To date, developers have launched about 100 new applications, and some 400 software vendors, including more than 77,000 individual developers, are working with Watson. IBM will soon launch a certification program in cognitive technologies, Gold tells me.

Late last month, IBM released new and enhanced Watson cognitive services across four areas: language, vision, speech, and data insights. They're meant to reduce the time required to combine Watson APIs and data sets, as well as to embed Watson APIs in mobile devices, cloud services, and connected systems.

Analytics tools for users

Watson is also putting analytics tools directly into the hands of users. Yesterday, it unveiled new offerings in its Watson Analytics line: data-discovery models called Expert Storybooks, new connectors to a range of data sources, and more secure connections to corporate data.

The Expert Storybooks are essentially data-discovery models producing sophisticated visualizations to help users find relevant facts and discover patterns and relationships to make predictive decisions. 

With baseball statistics from AriBall, for example, Watson Analytics offers an Expert Storybook to build predictions of player performance for users to get an edge against their fantasy baseball competitors. An Expert Storybook built with the Weather Co. is designed to help users incorporate weather data into revenue analysis; a Twitter Expert Storybook helps analyze social data to, among other things, measure reputational risk.

Whether Expert Storybooks and the like are examples of cognitive computing or analytics isn’t clear -- and probably doesn’t matter from a business point of view. Both baskets of technologies are rolled up into IBM’s analytics business, reportedly the company’s fastest-growing segment.

IBM's betting on Watson as the future of the company

Although IBM would, of course, be more than happy to sell hardware and other software and services to Watson customers, it won’t insist on doing so, says Gold.

How big is Watson? IBM CEO Ginny Rometti has said it could be a $10 billion business. John Kelly, IBM’s senior vice president in charge of Watson and related businesses, told a Bloomberg reporter that he expects it to be a $1 billion business fairly soon. When I asked Gold the same question, he didn’t want to touch it.

In any case, Rometti has clearly bet the company’s future on Watson. One sign of Watson’s importance to IBM is Kelly’s status. A glance at the company org chart reveals he ranks slightly below Rometti herself.

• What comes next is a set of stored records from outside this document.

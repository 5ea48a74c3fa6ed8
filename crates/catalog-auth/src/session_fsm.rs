//! Session state machine using rust-fsm.
//!
//! This module defines an explicit finite state machine for the session
//! lifecycle, replacing implicit state derivation from storage checks.
//!
//! ## State Diagram
//!
//! ```text
//! ┌─────────────────┐
//! │    SignedOut    │ (initial)
//! └────────┬────────┘
//!          │ Activate / SignInAttempt / SessionPresent
//!          ▼
//! ┌─────────────────┐     ┌─────────────────┐
//! │    Checking     │     │    SigningIn    │
//! └────────┬────────┘     └────────┬────────┘
//!          │                       │
//!          │ SessionPresent        │ SignInSucceeded / SignInFailed
//!          │ SessionAbsent         │
//!          ▼                       ▼
//! ┌─────────────────┐      SignedIn / SignedOut
//! │    SignedIn     │
//! └────────┬────────┘
//!          │ SignOutRequested
//!          ▼
//! ┌─────────────────┐
//! │   SigningOut    │ ── SignOutSucceeded ──► SignedOut
//! └─────────────────┘ ── SignOutFailed ─────► SignedIn
//! ```
//!
//! Provider notifications (`SessionPresent` / `SessionAbsent`) are accepted
//! in both steady states so that a session replaced or revoked externally
//! moves the machine without a local request in flight.

use rust_fsm::*;
use serde::{Deserialize, Serialize};

// Define the FSM using rust-fsm's declarative macro.
// This generates a module `session_machine` with:
// - session_machine::State (enum)
// - session_machine::Input (enum)
// - session_machine::StateMachine (type alias)
state_machine! {
    #[derive(Debug, Clone, PartialEq, Eq)]
    pub session_machine(SignedOut)

    SignedOut => {
        Activate => Checking,
        SignInAttempt => SigningIn,
        SessionPresent => SignedIn,
        SessionAbsent => SignedOut
    },
    Checking => {
        SessionPresent => SignedIn,
        SessionAbsent => SignedOut
    },
    SigningIn => {
        SignInSucceeded => SignedIn,
        SignInFailed => SignedOut
    },
    SignedIn => {
        Activate => Checking,
        SessionPresent => SignedIn,
        SessionAbsent => SignedOut,
        SignOutRequested => SigningOut
    },
    SigningOut => {
        SignOutSucceeded => SignedOut,
        SignOutFailed => SignedIn
    }
}

// Re-export the generated types with clearer names
pub use session_machine::Input as SessionMachineInput;
pub use session_machine::State as SessionMachineState;
pub use session_machine::StateMachine as SessionMachine;

/// User-friendly session state for external consumption.
#[derive(Debug, Clone, PartialEq, Eq, Serialize, Deserialize)]
#[serde(rename_all = "snake_case")]
pub enum SessionState {
    /// No session present.
    SignedOut,
    /// Querying the identity provider for an existing session.
    Checking,
    /// Currently signing in.
    SigningIn,
    /// Signed in with a session present.
    SignedIn,
    /// Currently signing out.
    SigningOut,
}

impl SessionState {
    /// Returns true if a valid session is present (SignedIn only).
    pub fn is_authenticated(&self) -> bool {
        matches!(self, SessionState::SignedIn)
    }

    /// Returns true if the state is a transient/in-progress state.
    pub fn is_transient(&self) -> bool {
        matches!(
            self,
            SessionState::Checking | SessionState::SigningIn | SessionState::SigningOut
        )
    }
}

impl From<&SessionMachineState> for SessionState {
    fn from(state: &SessionMachineState) -> Self {
        match state {
            SessionMachineState::SignedOut => SessionState::SignedOut,
            SessionMachineState::Checking => SessionState::Checking,
            SessionMachineState::SigningIn => SessionState::SigningIn,
            SessionMachineState::SignedIn => SessionState::SignedIn,
            SessionMachineState::SigningOut => SessionState::SigningOut,
        }
    }
}
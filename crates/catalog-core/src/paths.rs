//! File system paths for Librarium.

use crate::{CoreError, CoreResult};
use std::path::PathBuf;

/// Manages file system paths for the CLI.
#[derive(Debug, Clone)]
pub struct Paths {
    /// Base directory for runtime files (~/.librarium)
    base_dir: PathBuf,
}

impl Paths {
    /// Create a new Paths instance rooted at `~/.librarium`.
    pub fn new() -> CoreResult<Self> {
        let home = dirs::home_dir()
            .ok_or_else(|| CoreError::Path("Could not determine home directory".to_string()))?;

        Ok(Self {
            base_dir: home.join(".librarium"),
        })
    }

    /// Create a new Paths instance with a custom base directory.
    pub fn with_base_dir(base_dir: PathBuf) -> Self {
        Self { base_dir }
    }

    /// Get the base directory (~/.librarium).
    pub fn base_dir(&self) -> &PathBuf {
        &self.base_dir
    }

    /// Get the config file path (~/.librarium/config.json).
    pub fn config_file(&self) -> PathBuf {
        self.base_dir.join("config.json")
    }

    /// Get the persisted session file path (~/.librarium/session.json).
    pub fn session_file(&self) -> PathBuf {
        self.base_dir.join("session.json")
    }

    /// Get the logs directory (~/.librarium/logs).
    pub fn logs_dir(&self) -> PathBuf {
        self.base_dir.join("logs")
    }

    /// Get the central structured log file (~/.librarium/logs/dev.jsonl).
    pub fn log_file(&self) -> PathBuf {
        self.logs_dir().join("dev.jsonl")
    }

    /// Ensure the base and log directories exist.
    pub fn ensure_dirs(&self) -> CoreResult<()> {
        std::fs::create_dir_all(&self.base_dir)?;
        std::fs::create_dir_all(self.logs_dir())?;
        Ok(())
    }
}
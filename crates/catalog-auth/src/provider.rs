//! Identity provider seam and session change subscriptions.

use async_trait::async_trait;
use serde::{Deserialize, Serialize};
use std::collections::HashMap;
use std::sync::atomic::{AtomicU64, Ordering};
use std::sync::{Arc, Mutex, Weak};
use tracing::debug;

/// An authenticated session issued by the identity provider.
///
/// Replaced wholesale on every provider notification; never partially
/// mutated.
#[derive(Debug, Clone, PartialEq, Eq, Serialize, Deserialize)]
pub struct Session {
    /// Opaque access token for authenticating provider and store requests.
    pub access_token: String,
    /// The user this session belongs to.
    pub user_id: String,
    /// User email if available.
    #[serde(default)]
    pub email: Option<String>,
    /// Expiry timestamp (RFC 3339).
    pub expires_at: String,
}

/// Callback type for session change notifications.
///
/// Receives the full replacement value: `Some` for a (possibly new) session,
/// `None` for provider-reported absence.
pub type SessionChangeCallback = Box<dyn Fn(Option<Session>) + Send + Sync>;

struct RegistryInner {
    next_id: AtomicU64,
    subscribers: Mutex<HashMap<u64, SessionChangeCallback>>,
}

/// Registry of session change subscribers.
///
/// Providers own one of these and notify it after every state-changing
/// operation. Subscribers hold a [`SessionSubscription`] handle that
/// unregisters the callback when consumed.
#[derive(Clone)]
pub struct SubscriberRegistry {
    inner: Arc<RegistryInner>,
}

impl SubscriberRegistry {
    /// Create an empty registry.
    pub fn new() -> Self {
        Self {
            inner: Arc::new(RegistryInner {
                next_id: AtomicU64::new(1),
                subscribers: Mutex::new(HashMap::new()),
            }),
        }
    }

    /// Register a callback, returning the subscription handle.
    pub fn subscribe(&self, callback: SessionChangeCallback) -> SessionSubscription {
        let id = self.inner.next_id.fetch_add(1, Ordering::SeqCst);
        self.inner.subscribers.lock().unwrap().insert(id, callback);
        debug!(subscription_id = id, "session change subscription registered");
        SessionSubscription {
            id,
            registry: Arc::downgrade(&self.inner),
        }
    }

    /// Notify every subscriber of a session replacement.
    pub fn notify(&self, next: Option<Session>) {
        let subscribers = self.inner.subscribers.lock().unwrap();
        debug!(
            count = subscribers.len(),
            present = next.is_some(),
            "notifying session change subscribers"
        );
        for callback in subscribers.values() {
            callback(next.clone());
        }
    }

    /// Number of live subscriptions.
    pub fn len(&self) -> usize {
        self.inner.subscribers.lock().unwrap().len()
    }

    /// Check if there are no live subscriptions.
    pub fn is_empty(&self) -> bool {
        self.len() == 0
    }
}

impl Default for SubscriberRegistry {
    fn default() -> Self {
        Self::new()
    }
}

/// Handle for a registered session change subscription.
///
/// Consuming the handle with [`unsubscribe`](Self::unsubscribe) releases the
/// registration; by construction it cannot be released twice. Dropping the
/// handle without unsubscribing leaves the callback registered for the life
/// of the provider (a leak, not a crash).
pub struct SessionSubscription {
    id: u64,
    registry: Weak<RegistryInner>,
}

impl SessionSubscription {
    /// Release the subscription.
    pub fn unsubscribe(self) {
        if let Some(inner) = self.registry.upgrade() {
            if inner.subscribers.lock().unwrap().remove(&self.id).is_some() {
                debug!(
                    subscription_id = self.id,
                    "session change subscription released"
                );
            }
        }
    }
}

/// Capability set required from the hosted identity provider.
#[async_trait]
pub trait IdentityProvider: Send + Sync {
    /// Query the provider for the current session, if any.
    async fn current_session(&self) -> crate::AuthResult<Option<Session>>;

    /// Authenticate with email and password, yielding a new session.
    async fn sign_in_with_password(
        &self,
        email: &str,
        password: &str,
    ) -> crate::AuthResult<Session>;

    /// Invalidate the current session.
    ///
    /// On failure the session must be left untouched.
    async fn sign_out(&self) -> crate::AuthResult<()>;

    /// Register a session change callback.
    fn on_session_change(&self, callback: SessionChangeCallback) -> SessionSubscription;
}

#[cfg(test)]
mod tests {
    use super::*;
    use std::sync::atomic::AtomicUsize;

    fn session(token: &str) -> Session {
        Session {
            access_token: token.to_string(),
            user_id: "user-1".to_string(),
            email: None,
            expires_at: "2030-01-01T00:00:00Z".to_string(),
        }
    }

    #[test]
    fn notify_reaches_all_subscribers() {
        let registry = SubscriberRegistry::new();
        let count = Arc::new(AtomicUsize::new(0));

        let c1 = count.clone();
        let _sub1 = registry.subscribe(Box::new(move |_| {
            c1.fetch_add(1, Ordering::SeqCst);
        }));
        let c2 = count.clone();
        let _sub2 = registry.subscribe(Box::new(move |_| {
            c2.fetch_add(1, Ordering::SeqCst);
        }));

        registry.notify(Some(session("t")));
        assert_eq!(count.load(Ordering::SeqCst), 2);
    }

    #[test]
    fn unsubscribe_removes_exactly_one_registration() {
        let registry = SubscriberRegistry::new();
        let sub1 = registry.subscribe(Box::new(|_| {}));
        let _sub2 = registry.subscribe(Box::new(|_| {}));
        assert_eq!(registry.len(), 2);

        sub1.unsubscribe();
        assert_eq!(registry.len(), 1);
    }

    #[test]
    fn unsubscribed_callback_is_not_notified() {
        let registry = SubscriberRegistry::new();
        let count = Arc::new(AtomicUsize::new(0));

        let c = count.clone();
        let sub = registry.subscribe(Box::new(move |_| {
            c.fetch_add(1, Ordering::SeqCst);
        }));
        sub.unsubscribe();

        registry.notify(None);
        assert_eq!(count.load(Ordering::SeqCst), 0);
    }

    #[test]
    fn unsubscribe_after_registry_dropped_is_noop() {
        let registry = SubscriberRegistry::new();
        let sub = registry.subscribe(Box::new(|_| {}));
        drop(registry);
        sub.unsubscribe();
    }

    #[test]
    fn callbacks_receive_the_replacement_value() {
        let registry = SubscriberRegistry::new();
        let seen = Arc::new(Mutex::new(Vec::new()));

        let s = seen.clone();
        let _sub = registry.subscribe(Box::new(move |next| {
            s.lock().unwrap().push(next);
        }));

        registry.notify(Some(session("a")));
        registry.notify(None);

        let seen = seen.lock().unwrap();
        assert_eq!(seen.len(), 2);
        assert_eq!(seen[0].as_ref().unwrap().access_token, "a");
        assert!(seen[1].is_none());
    }

    #[test]
    fn clones_share_the_same_registrations() {
        let registry = SubscriberRegistry::new();
        let clone = registry.clone();

        let _sub = registry.subscribe(Box::new(|_| {}));
        assert_eq!(clone.len(), 1);
    }
}
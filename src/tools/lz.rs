//! Backward match searching for the LZ stage.
//!
//! Matches may be longer than their distance: the comparison wraps on the
//! distance so a short run can seed an arbitrarily long copy, exactly like
//! the decoder's one-byte-at-a-time copy loop.

/// Length of the match at `pos` against the string `distance` bytes back,
/// wrapping on the distance, at most `max_len` and never past the buffer.
fn matched_len(buffer: &[u8],pos: usize,distance: usize,max_len: usize) -> usize {
    let cap = max_len.min(buffer.len() - pos);
    let mut src = pos - distance;
    let mut count = 0;
    while count < cap && buffer[pos + count] == buffer[src] {
        count += 1;
        src += 1;
        if src == pos {
            src = pos - distance;
        }
    }
    count
}

/// Find the longest match at `pos` over distances `min_dist..=max_dist`,
/// returning `(length, distance)`.  The distance range is capped at `pos`.
/// Ties keep the smaller distance; the scan stops early once no longer
/// match is possible.
pub fn search(buffer: &[u8],pos: usize,min_dist: usize,max_dist: usize,max_len: usize) -> (usize,usize) {
    let cap = max_len.min(buffer.len() - pos);
    let max_dist = max_dist.min(pos);
    let mut best_len = 0;
    let mut best_dist = 0;
    for dist in min_dist..=max_dist {
        let count = matched_len(buffer,pos,dist,max_len);
        if count > best_len {
            best_len = count;
            best_dist = dist;
            if best_len == cap {
                break;
            }
        }
    }
    (best_len,best_dist)
}

/// Same search restricted to an ascending list of admissible distances.
pub fn search_restricted(buffer: &[u8],pos: usize,dists: &[usize],max_len: usize) -> (usize,usize) {
    let cap = max_len.min(buffer.len() - pos);
    let mut best_len = 0;
    let mut best_dist = 0;
    for &dist in dists {
        if dist > pos {
            break;
        }
        let count = matched_len(buffer,pos,dist,max_len);
        if count > best_len {
            best_len = count;
            best_dist = dist;
            if best_len == cap {
                break;
            }
        }
    }
    (best_len,best_dist)
}

/// Verify that a specific `(distance, length)` pair really matches at `pos`.
pub fn confirm(buffer: &[u8],pos: usize,distance: usize,length: usize) -> bool {
    if distance < 1 || distance > pos {
        return false;
    }
    matched_len(buffer,pos,distance,length) >= length
}

#[test]
fn finds_repeating_pattern() {
    let buffer = "abcabcabcabcabcabc".as_bytes();
    assert_eq!(search(buffer,3,1,2048,258),(15,3));
}

#[test]
fn overlapped_run() {
    let buffer = [0xAAu8;1024];
    let (length,distance) = search(&buffer,1,1,2048,258);
    assert_eq!((length,distance),(258,1));
    assert!(length > distance);
}

#[test]
fn prefers_smaller_distance_on_tie() {
    let buffer = "abxabyabz".as_bytes();
    // distances 3 and 6 both give a two byte match at position 6
    assert_eq!(search(buffer,6,1,2048,258),(2,3));
}

#[test]
fn restricted_distances() {
    let buffer = "xyxyxyxy".as_bytes();
    assert_eq!(search_restricted(buffer,2,&[2,4],258),(6,2));
    assert_eq!(search_restricted(buffer,2,&[5,6],258),(0,0));
}

#[test]
fn confirms_only_real_matches() {
    let buffer = "abcabcabcabcabcabc".as_bytes();
    assert!(confirm(buffer,3,3,15));
    assert!(!confirm(buffer,3,2,3));
    assert!(!confirm(buffer,3,4,1));
}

I’ve heard Kelly speak a number of times, and when he says wants to change the world, it doesn’t have the hollow, self-congratulatory feel of Silicon Valley’s young billionaires. At a gathering of hundreds of researcher scientists and academics in San Francisco this week, Kelly talked about why he wants Watson to focus on the world’s most important problems. "What is the price of not knowing? Of not curing cancer or not discovering alternative energy?" he asked.

Kelly’s vision is inspiring. But IBM has preferred a similar vision for decades in one guise and another, usually from its T.J. Watson Research Center's projects. Whether it translates to a new life for IBM this time remains to be seen.